Gu Yusheng mengangkat matanya dan melihat Lu Bancheng, lalu terus merokok tanpa mengatakan apa-apa. Sambil meniupkan cincin asap yang indah, Gu Yusheng mengeluarkan teleponnya dan memeriksanya, melihat tidak ada pesan singkat ataupun panggilan telepon yang ia terima.
Pada putaran terakhir dari permainan mahjong, Gu Yusheng membuka blokir terhadap nomor telepon Qin Zhi'ai, tetapi tetap saja ia tidak menerima pesan apa pun dari Qin Zhi'ai…
Dengan cahaya terang yang menyilaukan matanya, Gu Yusheng memeriksa daftar blokir di teleponnya. Beberapa pesan singkat dan panggilan telepon telah diblokir, tetapi ketika ia menggeser layar dengan jarinya dan memeriksa keseluruhan daftar, ia tidak menemukan pesan baru dari Qin Zhi'ai selain pesan terakhir yang ia kirimkan tiga bulan yang lalu, yang mengatakan ,'Kakek sudah kembali dari Hainan, ia mengundang kita untuk makan bersamanya di Mansion keluarga Gu.'
Ini berarti, sore itu, bahkan ketika Qin Zhi'ai sedang terjebak di pinggiran kota dalam keadaan hujan badai, ia tetap tidak berpikir untuk menghubungi Gu Yusheng dan meminta pertolongannya?
Tiba-tiba, dalam benak Gu Yusheng terlintaslah ingatan akan peristiwa ketika pada suatu sore Qin Zhi'ai makan siang di dalam mobil di pinggir jalan yang sibuk, ketika Qin Zhi'ai tertidur di sunroom kemarin malam, dan percakapan antara Qin Zhi'ai dan pengurus rumah tadi pagi….
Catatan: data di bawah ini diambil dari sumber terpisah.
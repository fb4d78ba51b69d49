//! TUI rendering with ratatui
//!
//! Layout for watch mode: the stored board on the left, the live
//! attempt and the alert block on the right.

use super::app::App;
use crate::core::{Cell, Judgement, WORD_LENGTH};
use crate::output::formatters::attempt_slots;
use crate::state::StateStore;
use ratatui::{
    Frame,
    layout::{Alignment, Constraint, Direction, Layout, Rect},
    style::{Color, Modifier, Style},
    text::{Line, Span},
    widgets::{Block, BorderType, Borders, List, ListItem, Paragraph},
};

/// Main UI rendering function
pub fn ui<S: StateStore>(f: &mut Frame, app: &App<S>) {
    let chunks = Layout::default()
        .direction(Direction::Vertical)
        .constraints([
            Constraint::Length(3), // Header
            Constraint::Min(10),   // Main content
            Constraint::Length(3), // Status bar
        ])
        .split(f.area());

    render_header(f, chunks[0]);

    // Main content area - board left, attempt + alerts right
    let main_chunks = Layout::default()
        .direction(Direction::Horizontal)
        .constraints([Constraint::Percentage(40), Constraint::Percentage(60)])
        .split(chunks[1]);

    render_board(f, app, main_chunks[0]);

    let right_chunks = Layout::default()
        .direction(Direction::Vertical)
        .constraints([Constraint::Length(5), Constraint::Min(5)])
        .split(main_chunks[1]);

    render_attempt(f, app, right_chunks[0]);
    render_alerts(f, app, right_chunks[1]);

    render_status(f, chunks[2]);
}

fn render_header(f: &mut Frame, area: Rect) {
    let header = Paragraph::new("🛡 WORDLE GUARD - Live Guess Check")
        .style(
            Style::default()
                .fg(Color::Cyan)
                .add_modifier(Modifier::BOLD),
        )
        .alignment(Alignment::Center)
        .block(
            Block::default()
                .borders(Borders::ALL)
                .border_type(BorderType::Rounded)
                .style(Style::default().fg(Color::Cyan)),
        );
    f.render_widget(header, area);
}

fn cell_span(cell: Cell) -> Span<'static> {
    let style = match cell.judgement() {
        Judgement::Correct => Style::default().fg(Color::Black).bg(Color::Green),
        Judgement::Present => Style::default().fg(Color::Black).bg(Color::Yellow),
        Judgement::Absent => Style::default().fg(Color::White).bg(Color::DarkGray),
    };
    Span::styled(format!(" {} ", cell.letter() as char), style)
}

fn render_board<S: StateStore>(f: &mut Frame, app: &App<S>, area: Rect) {
    let lines: Vec<Line> = match app.monitor.session().grid() {
        Some(grid) => grid
            .rows()
            .iter()
            .map(|row| match row {
                Some(cells) => {
                    let mut spans = Vec::with_capacity(WORD_LENGTH * 2);
                    for &cell in cells {
                        spans.push(cell_span(cell));
                        spans.push(Span::raw(" "));
                    }
                    Line::from(spans)
                }
                None => Line::from(Span::styled(
                    " ·   ·   ·   ·   · ",
                    Style::default().fg(Color::DarkGray),
                )),
            })
            .collect(),
        None => vec![Line::from(Span::styled(
            "No stored state",
            Style::default().fg(Color::DarkGray),
        ))],
    };

    let board = Paragraph::new(lines).block(
        Block::default()
            .title(" Board ")
            .borders(Borders::ALL)
            .border_type(BorderType::Rounded),
    );
    f.render_widget(board, area);
}

fn render_attempt<S: StateStore>(f: &mut Frame, app: &App<S>, area: Rect) {
    let attempt = app.monitor.session().attempt();
    let slots = attempt_slots(attempt);

    let spaced: String = slots.chars().flat_map(|c| [c, ' ']).collect();
    let content = vec![
        Line::default(),
        Line::from(Span::styled(
            spaced,
            Style::default()
                .fg(Color::Yellow)
                .add_modifier(Modifier::BOLD),
        )),
    ];

    let paragraph = Paragraph::new(content)
        .alignment(Alignment::Center)
        .block(
            Block::default()
                .title(" Current Guess ")
                .borders(Borders::ALL)
                .border_type(BorderType::Rounded),
        );
    f.render_widget(paragraph, area);
}

fn render_alerts<S: StateStore>(f: &mut Frame, app: &App<S>, area: Rect) {
    // Empty report renders an empty panel, mirroring a hidden alert block
    let items: Vec<ListItem> = app
        .violations
        .iter()
        .map(|violation| {
            ListItem::new(Line::from(vec![
                Span::styled(
                    format!("[{}] ", violation.tag()),
                    Style::default().fg(Color::Red).add_modifier(Modifier::BOLD),
                ),
                Span::styled(violation.message, Style::default().fg(Color::Red)),
            ]))
        })
        .collect();

    let list = List::new(items).block(
        Block::default()
            .title(" Alerts ")
            .borders(Borders::ALL)
            .border_type(BorderType::Rounded),
    );
    f.render_widget(list, area);
}

fn render_status(f: &mut Frame, area: Rect) {
    let status = Paragraph::new("type letters · Backspace delete · Ctrl-R clear · Esc quit")
        .style(Style::default().fg(Color::DarkGray))
        .alignment(Alignment::Center)
        .block(
            Block::default()
                .borders(Borders::ALL)
                .border_type(BorderType::Rounded),
        );
    f.render_widget(status, area);
}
Tampak sekali bahwa Qin Zhi'ai sungguh-sungguh menepati janjinya, dan juga menjauh dari Gu Yusheng….Tetapi sejak kapan ia menjadi begitu patuh?
Dahulu Gu Yusheng menyuruhnya pergi jutaan kali, tetapi ia tak pernah melihat Liang Doukou benar-benar pergi.
Kemarahan Gu Yusheng ketika ia pergi meninggalkan rumah tadi pagi muncul kembali dalam dadanya. Gu Yusheng menarik rokok dengan kasar, mengertakkan gigi dan menjawab Lu Bancheng ,"Tidak!"
Setelah ia mengatakan itu, tampaklah lagi kilatan petir, membelah langit yang gelap menjadi dua bagian dan menimbulkan suasana menakutkan seperti yang hanya terjadi pada film-film fiksi ilmiah.
Dengan suara gemuruh petir yang terus menerus dan memekakkan telinga, kegelisahan yang bertambah terlihat pada mata Lu Bancheng, karena ia mempunyai hubungan yang baik dengan Liang Doukou. Lu Bancheng berulang kali melihat pada Gu Yusheng, tetapi lelaki tampan itu masih saja menyandarkan punggungnya ke kursi dengan santai, satu tangannya mengambil dan membuang kepingan mahjong, tangan lainnya menjepit rokok di kedua jarinya. Dari waktu ke waktu, ia menjatuhkan abu rokok dengan gerakan santai.
Ketika tiba giliran Gu Yusheng untuk mengambil sebuah keping, suara jatuhnya air hujan menjadi semakin keras. Lu Bancheng memiringkan kepalanya dan melihat pada langit yang luar biasa mengerikan, kemudian mendekati Gu Yusheng setelah sempat ragu sejenak lalu berbicara dengan nada rendah," Sekalipun kau tidak menyukai Liang Doukou, ia tetaplah istrimu, kau tak bisa membiarkannya dalam situasi seperti ini, kan? Gu Yusheng tiba-tiba berhenti ketika ia sedang mengambil sebuah keping dan sekilas memandang pada layar teleponnya, tetapi tetap tidak ada pemberitahuan. Sentuhan dingin meliputi mata Gu Yusheng. Ia kemudian merapikan kepingan-kepingannya dengan cepat dan mengeluarkan satu keping, seolah ia tidak mendengar apa yang dikatakan Lu Bancheng, katanya ,"Tiga bambu."
"Kakak Sheng, teleponlah dia! Jika ia sudah sampai di rumah dengan selamat, kita semua tenang. Bagaimana jika ia belum sampai dan berada dalam bahaya saat ini --"
"Ia memang lebih baik mati daripada menyusahkan orang lain!" Sebelum Lu Bancheng menyelesaikan kata-katanya, Gu Yusheng tiba-tiba memotong perkataannya dengan suara dingin.